Strad Magazine: A collection of contrasting music that’s more than just a game of chance

For a release whose individual pieces seem intentionally not to belong together (there’s even an online, tarot-style app to select tracks in apparently random order), this wide-ranging, sometimes breathtakingly audacious offering from the Chicago-based Spektral Quartet makes a lot of sense. What holds it together, in fact, are the Spektral players’ incisive, compelling performances, which quite miraculously feel as if the players are discovering their repertoire for the first time, with all the joy and wonder that entails, yet also conveying works they’ve known for a lifetime.

Accordingly they offer a nimble, transparent account of the Brahms C minor Quartet, expertly shaped and with a good balance of elegance and gruffness, but they really come into their own in a Schoenberg Third Quartet full of nervy energy and crisp articulation, and just as deeply lyrical as the preceding Brahms. Their enormously characterful account of Ruth Crawford (Seeger)’s 1931 Quartet makes you wonder why the piece isn’t more widely known: it’s a jagged, uncompromising work, with the musicians often jostling for attention in their strongly contrasted musical personalities, and the Spektral players give it a brilliant, dashing performance, superbly controlled but full of volatile passion.

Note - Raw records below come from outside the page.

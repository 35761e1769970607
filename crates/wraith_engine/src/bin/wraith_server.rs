//! # WRAITH Demo Server
//!
//! Runs the engine against an in-memory host: a ring of display models
//! and a handful of viewers walking past them.
//!
//! ## Usage
//!
//! ```bash
//! wraith_server --config wraith.toml --models 64 --viewers 8 --duration 10
//! ```

use std::process::ExitCode;
use std::sync::Arc;
use std::time::Instant;

use glam::{DVec3, Vec3};
use parking_lot::Mutex;
use tracing::{error, info};
use tracing_subscriber::EnvFilter;
use wraith_core::{HostTypes, Location};
use wraith_engine::{
    ChannelTransport, DisplaySchema, Engine, EngineConfig, EngineParts, ProximityOracle,
    SequentialEntityIds, UpdateScheduler,
};
use wraith_shared::{Billboard, Color, ModelId, WraithResult};

#[derive(Clone, Debug)]
struct DemoHost;

impl HostTypes for DemoHost {
    type Viewer = u32;
    type World = String;
    type BlockState = String;
    type ItemStack = String;
    type Text = String;
}

/// Viewers walking a circle around the origin.
struct Walkers {
    positions: Mutex<Vec<(u32, DVec3)>>,
}

impl Walkers {
    fn new(count: u32) -> Self {
        let positions = (1..=count).map(|id| (id, DVec3::ZERO)).collect();
        Self {
            positions: Mutex::new(positions),
        }
    }

    fn step(&self, tick: u64) {
        let mut positions = self.positions.lock();
        let count = positions.len().max(1);
        #[allow(clippy::cast_precision_loss)]
        for (i, (_, position)) in positions.iter_mut().enumerate() {
            let phase = tick as f64 * 0.01 + i as f64 * std::f64::consts::TAU / count as f64;
            *position = DVec3::new(phase.cos() * 150.0, 64.0, phase.sin() * 150.0);
        }
    }
}

impl ProximityOracle<DemoHost> for Walkers {
    fn viewers_near(&self, location: &Location<String>, radius: f64) -> Vec<u32> {
        let radius_sq = radius * radius;
        self.positions
            .lock()
            .iter()
            .filter(|(_, p)| p.distance_squared(location.position) <= radius_sq)
            .map(|(id, _)| *id)
            .collect()
    }
}

struct Options {
    config: Option<String>,
    models: u32,
    viewers: u32,
    duration_secs: Option<u32>,
}

fn parse_args() -> Option<Options> {
    let args: Vec<String> = std::env::args().collect();
    let mut options = Options {
        config: None,
        models: 64,
        viewers: 8,
        duration_secs: Some(10),
    };

    let mut i = 1;
    while i < args.len() {
        match args[i].as_str() {
            "--config" | "-c" => {
                if i + 1 < args.len() {
                    options.config = Some(args[i + 1].clone());
                    i += 1;
                }
            }
            "--models" | "-m" => {
                if i + 1 < args.len() {
                    options.models = args[i + 1].parse().unwrap_or(64);
                    i += 1;
                }
            }
            "--viewers" | "-v" => {
                if i + 1 < args.len() {
                    options.viewers = args[i + 1].parse().unwrap_or(8);
                    i += 1;
                }
            }
            "--duration" | "-d" => {
                if i + 1 < args.len() {
                    options.duration_secs = args[i + 1].parse().ok().filter(|d| *d > 0);
                    i += 1;
                }
            }
            "--help" | "-h" => {
                println!("Usage: wraith_server [OPTIONS]");
                println!();
                println!("Options:");
                println!("  -c, --config <PATH>        TOML engine configuration");
                println!("  -m, --models <NUM>         Display models to spawn (default: 64)");
                println!("  -v, --viewers <NUM>        Simulated viewers (default: 8)");
                println!("  -d, --duration <SECS>      Run for N seconds, 0 = forever (default: 10)");
                println!("  -h, --help                 Show this help");
                return None;
            }
            _ => {}
        }
        i += 1;
    }
    Some(options)
}

fn spawn_ring(engine: &Engine<DemoHost>, count: u32) -> WraithResult<Vec<ModelId>> {
    let mut ids = Vec::with_capacity(count as usize);
    for i in 0..count {
        let angle = f64::from(i) * std::f64::consts::TAU / f64::from(count.max(1));
        let anchor = Location::new(
            "overworld".to_string(),
            DVec3::new(angle.cos() * 100.0, 64.0, angle.sin() * 100.0),
        );
        let id = match i % 3 {
            0 => engine.spawn_block_model_with(anchor, "minecraft:glowstone".into(), |m| {
                m.scale(0.5).set_glow_color(Color::from_channels(255, 255, 200, 0));
                Ok(())
            })?,
            1 => engine.spawn_item_model_with(anchor, "minecraft:diamond".into(), |m| {
                m.set_billboard(Billboard::Vertical);
                m.item_mut()?.ground_view();
                Ok(())
            })?,
            _ => engine.spawn_text_model_with(anchor, format!("Marker #{i}"), |m| {
                m.set_billboard(Billboard::Center).translate(0.0, 1.0, 0.0);
                m.text_mut()?.set_shadow(true);
                Ok(())
            })?,
        };
        ids.push(id);
    }
    Ok(ids)
}

/// Bobs an eighth of the models each tick so there is something to sync.
fn bob(engine: &Engine<DemoHost>, models: &[ModelId], tick: u64) -> WraithResult<()> {
    let renderer = engine.renderer();
    let lift = if tick % 16 < 8 { 0.25 } else { -0.25 };
    #[allow(clippy::cast_possible_truncation)]
    for id in models.iter().skip((tick % 8) as usize).step_by(8) {
        let here = engine.tracker().with_model(*id, |m| m.absolute_position())?;
        renderer.render_at_with(*id, here + DVec3::new(0.0, lift, 0.0), 4, |t| {
            t.rotate_left_by(0.1, Vec3::Y);
        })?;
    }
    Ok(())
}

#[allow(clippy::too_many_lines)]
fn run(options: &Options) -> WraithResult<()> {
    let config = match &options.config {
        Some(path) => EngineConfig::from_toml_file(path)?,
        None => EngineConfig::default(),
    };

    tracing_subscriber::fmt()
        .with_env_filter(EnvFilter::new(&config.log_level))
        .init();

    println!("┌─ CONFIGURATION ─────────────────────────────────────────────────┐");
    println!("│ Host Version:       {}", config.host_version);
    println!("│ Tick Rate:          {} Hz", config.tick_rate);
    println!("│ Visibility Radius:  {:.1} blocks", config.visibility_radius);
    println!("│ Models / Viewers:   {} / {}", options.models, options.viewers);
    match options.duration_secs {
        Some(d) => println!("│ Duration:           {d} seconds"),
        None => println!("│ Duration:           infinite"),
    }
    println!("└──────────────────────────────────────────────────────────────────┘");
    println!();

    let (transport, deliveries) = ChannelTransport::<DemoHost>::new(config.transport_capacity);
    let transport = Arc::new(transport);
    let walkers = Arc::new(Walkers::new(options.viewers));
    let parts = EngineParts {
        transport: transport.clone(),
        proximity: walkers.clone(),
        ids: Arc::new(SequentialEntityIds::starting_at(100_000)),
    };

    let mut scheduler = UpdateScheduler::for_config(&config)?;
    let engine = Engine::new(config.clone(), &DisplaySchema::builtin(), parts)?;

    let models = spawn_ring(&engine, options.models)?;
    info!(models = models.len(), "Demo world ready");

    let start = Instant::now();
    let stats_interval = u64::from(config.tick_rate) * 5;
    let mut last_stats_tick = 0u64;
    let mut delivered = 0u64;

    loop {
        if let Some(duration) = options.duration_secs {
            if start.elapsed().as_secs() >= u64::from(duration) {
                break;
            }
        }

        scheduler.wait_for_next_tick();

        let next_tick = engine.tick_count() + 1;
        walkers.step(next_tick);
        bob(&engine, &models, next_tick)?;

        if scheduler.run_due(&engine).is_empty() {
            continue;
        }
        delivered += deliveries.try_iter().count() as u64;

        let current_tick = engine.tick_count();
        if current_tick - last_stats_tick >= stats_interval {
            last_stats_tick = current_tick;
            let stats = scheduler.stats();
            let transport_stats = transport.stats();

            println!("┌─ ENGINE STATUS (Tick {current_tick}) ─────────────────────────────────");
            println!("│ Uptime:             {:.1}s", start.elapsed().as_secs_f64());
            println!("│ Tracked Models:     {}", engine.tracker().len());
            println!("│ Properties Pushed:  {}", stats.sync.properties_pushed);
            println!(
                "│ Bandwidth Saved:    {:.1}%",
                stats.sync.bandwidth_savings() * 100.0
            );
            println!(
                "│ Packets Delivered:  {delivered} (dropped: {})",
                transport_stats.dropped
            );
            println!("│ Avg Tick Time:      {} μs", stats.avg_tick_us);
            #[allow(clippy::cast_precision_loss)]
            let late_pct = stats.late_ticks as f64 / stats.total_ticks.max(1) as f64 * 100.0;
            println!("│ Late Ticks:         {} ({late_pct:.2}%)", stats.late_ticks);
            println!("│ Skipped Ticks:      {}", stats.skipped_ticks);
            println!("└──────────────────────────────────────────────────────────────────");
            println!();
        }
    }

    let renderer = engine.renderer();
    for id in &models {
        renderer.remove(*id);
    }
    delivered += deliveries.try_iter().count() as u64;

    let final_stats = scheduler.stats();
    let transport_stats = transport.stats();
    println!();
    println!("╔══════════════════════════════════════════════════════════════════╗");
    println!("║                    ENGINE SHUTDOWN                               ║");
    println!("╠══════════════════════════════════════════════════════════════════╣");
    println!("║ Total Ticks:        {:>10}                                   ║", final_stats.total_ticks);
    println!("║ Avg Tick Time:      {:>10} μs                                ║", final_stats.avg_tick_us);
    println!("║ Max Tick Time:      {:>10} μs                                ║", final_stats.max_tick_us);
    println!("║ Properties Pushed:  {:>10}                                   ║", final_stats.sync.properties_pushed);
    println!("║ Packets Delivered:  {delivered:>10}                                   ║");
    println!("║ Packets Dropped:    {:>10}                                   ║", transport_stats.dropped);
    println!("╚══════════════════════════════════════════════════════════════════╝");
    Ok(())
}

fn main() -> ExitCode {
    println!("╔══════════════════════════════════════════════════════════════════╗");
    println!("║         WRAITH DISPLAY SERVER                                    ║");
    println!("║         MODEL STATE & VIEWER SYNC                                ║");
    println!("╚══════════════════════════════════════════════════════════════════╝");
    println!();

    let Some(options) = parse_args() else {
        return ExitCode::SUCCESS;
    };

    match run(&options) {
        Ok(()) => ExitCode::SUCCESS,
        Err(err) => {
            error!(%err, "Engine stopped");
            eprintln!("error: {err}");
            ExitCode::FAILURE
        }
    }
}
//! # Host Types
//!
//! The engine never names a concrete viewer, world, block state, item stack
//! or text type. A host plugs its own types in through [`HostTypes`].

use std::fmt::Debug;
use std::hash::Hash;

use glam::DVec3;
use serde::{Deserialize, Serialize};

/// Payload a model stores and forwards without looking inside.
pub trait Payload: Clone + Debug + PartialEq + Default + Send + Sync + 'static {}

impl<T> Payload for T where T: Clone + Debug + PartialEq + Default + Send + Sync + 'static {}

/// Binds the engine to a host's concrete types.
///
/// Implemented on a zero-sized marker type by the host.
pub trait HostTypes: Clone + Debug + Send + Sync + 'static {
    /// A connected observer. Used as a set key.
    type Viewer: Clone + Eq + Hash + Debug + Send + Sync + 'static;
    /// World identifier.
    type World: Clone + PartialEq + Debug + Send + Sync + 'static;
    /// Block state. `Default` must be an empty (air) state.
    type BlockState: Payload;
    /// Item stack. `Default` must be an empty stack.
    type ItemStack: Payload;
    /// Rich text component.
    type Text: Payload;
}

/// A world plus an absolute position in it.
#[derive(Clone, Debug, PartialEq, Serialize, Deserialize)]
pub struct Location<W> {
    /// World the position lives in.
    pub world: W,
    /// Absolute position.
    pub position: DVec3,
}

impl<W> Location<W> {
    /// Creates a location.
    #[must_use]
    pub const fn new(world: W, position: DVec3) -> Self {
        Self { world, position }
    }

    /// Same world, different position.
    #[must_use]
    pub fn with_position(&self, position: DVec3) -> Self
    where
        W: Clone,
    {
        Self::new(self.world.clone(), position)
    }

    /// Squared distance to another location, or `None` across worlds.
    #[must_use]
    pub fn distance_squared(&self, other: &Self) -> Option<f64>
    where
        W: PartialEq,
    {
        (self.world == other.world).then(|| self.position.distance_squared(other.position))
    }
}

They complement the three ‘established’ works with a quartet of recent pieces commissioned for them and premiered by them – and their enthusiasm for these new works is evident. While Charmaine Lee’s semi-improvised Spinals veers towards self-indulgence, Anthony Cheung’s exquisite The Real Book of Fake Tunes combines Claire Chase’s flute with filigree quartet writing to bewitching effect, while George Lewis’s acerbic String Quartet 1.5, which provides the disc’s overall title, gets the serious-minded insights it deserves. Best, however, is Sam Pluta’s extraordinary binary/momentary logics: flow state/joy state, a helter-skelter succession of 25 micro-movements of hyperactive sonic invention, which the Spektral players mine for all their exuberant musicality.

Recorded sound is surprisingly tightly focused, but this is a remarkable, deeply rewarding offering from a quartet showing its abundant skills across a joyfully bewildering range of repertoire.